French President Emmanuel Macron discussed the Ukrainian crisis on Saturday with British Prime Minister Boris Johnson and NATO Secretary General Jens Stoltenberg before visiting Moscow and Kiev, while German Chancellor Olaf Schulz visited Washington on Monday to confirm his country's support for Ukraine.

The French presidency explained that the two phone calls with Johnson and Stoltenberg were "in the context of ongoing consultations between allies on the tension between Ukraine and Russia."

Macron and Stoltenberg stressed "the need to continue to work to seek, through dialogue, a way to reduce tension, in light of unity and full respect for the fundamental principles of European security and state sovereignty," according to a statement by the Elysee Palace.

Macron will meet with Russian President Vladimir Putin on Monday in Moscow, and Ukrainian Volodymyr Zelensky next Tuesday in Kiev in an effort to resolve the crisis.

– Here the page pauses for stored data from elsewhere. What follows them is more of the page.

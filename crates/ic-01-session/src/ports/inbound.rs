//! # Inbound Port - SessionApi
//!
//! The view of the session that the task ledger, payment flow and submission
//! guard depend on.
//!
//! | Method | Caller |
//! |--------|--------|
//! | `credentials` | Task Ledger, Payment Flow (per request) |
//! | `is_current` | Task Ledger, Payment Flow (per response) |
//! | `current_user` / `credits` | Submission Guard, Payment Flow (prefill) |
//! | `refresh_credits` | Payment Flow (after verification), composition layer |

use async_trait::async_trait;
use shared_types::{ClientResult, Credentials, SessionEpoch, User};

#[async_trait]
pub trait SessionApi: Send + Sync {
    /// Token and epoch for a request about to be issued.
    ///
    /// # Errors
    /// - `AuthRequired`: nobody is logged in
    fn credentials(&self) -> ClientResult<Credentials>;

    /// Whether a response to a request issued under `epoch` may be applied.
    fn is_current(&self, epoch: SessionEpoch) -> bool;

    fn current_user(&self) -> Option<User>;

    /// Locally known balance, `None` when logged out.
    fn credits(&self) -> Option<u64> {
        self.current_user().map(|user| user.credits)
    }

    /// Re-fetches the authoritative balance and replaces the local value.
    ///
    /// Idempotent; concurrent calls are safe and the last response wins.
    async fn refresh_credits(&self) -> ClientResult<u64>;
}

For his part, Boris Johnson briefed the French President on the results of his visit to Kiev this week and the content of his recent talks with Putin, according to the Elysee.

Anticipation and readiness on the Ukrainian side for any Russian move (Anatolia)

accusations and moves

Westerners accuse Moscow, which is massing tens of thousands of soldiers on its border with Ukraine, of preparing to invade this country, which Russia denies, demanding in return that it guarantee its security.

In a related context to diplomatic moves, German Chancellor Olaf Schulz will visit Washington on Monday, which will be his first since taking office and an opportunity to remove the ambiguity around the support of the German ally in the Ukrainian crisis.

The 63-year-old Social Democrat - who became chancellor to succeed Angela Merkel two months ago - will discuss with President Joe Biden a number of issues, especially the tense situation in Ukraine.

The German weekly Der Spiegel said that Germany's chief executive should expect a reprimand.

"We can certainly expect Joe Biden to urge the German chancellor to be more firm with Moscow," she wrote.

She added that Biden would "understand once again that the Nord Stream 2 gas pipeline" would die if Putin attacked Ukraine."

Schultz announced his refusal to deliver weapons to Ukraine (Getty)

Positions and controversy

Olaf Schultz sparked controversy in recent weeks after he announced his refusal to deliver weapons to Ukraine, and declined to clarify his position on the fate of the controversial gas pipeline, before agreeing to include it in the list of targets for retaliatory measures in the event of a Russian attack.

Germany has long been the main promoter of this pipeline, which increases the ability to import Russian gas and is vital to powering Europe's largest economy.

This project - which was completed but not yet operational - is supported by the Social Democratic Party and the German opposition as well, and the US ally did not look with satisfaction at contradictory statements about Russia issued by Berlin.

After the French president, Schultz will also visit Kiev and Moscow in mid-February.

The Ukraine crisis has put Germany in an awkward position, as it relies entirely on the United States for military protection, and since the end of World War II, transatlantic relations have been a cornerstone of its foreign policy.

Ukrainian forces on the border with Russia (Getty Images)

Messages and anxiety

In turn, Johann Fadevol, an expert on international issues in the conservative Christian Democratic Union, told Agence France-Presse that he had received emails from Washington confirming that it was "very concerned about German foreign policy."

Besides its dependence on gas, Germany also maintains close economic ties with Russia, which leads it to be more cautious about possible sanctions against Moscow.

During her 16-year rule, Merkel - who was once described as the "leader of the free world" during Donald Trump's turbulent tenure - maintained good relations with the United States, but she did not hesitate to defend the Nord Stream 2 project. 2) The dialogue with Vladimir Putin.

When he received the chancellor on her last visit to the White House last July, Biden said, "Big friends can have disagreements."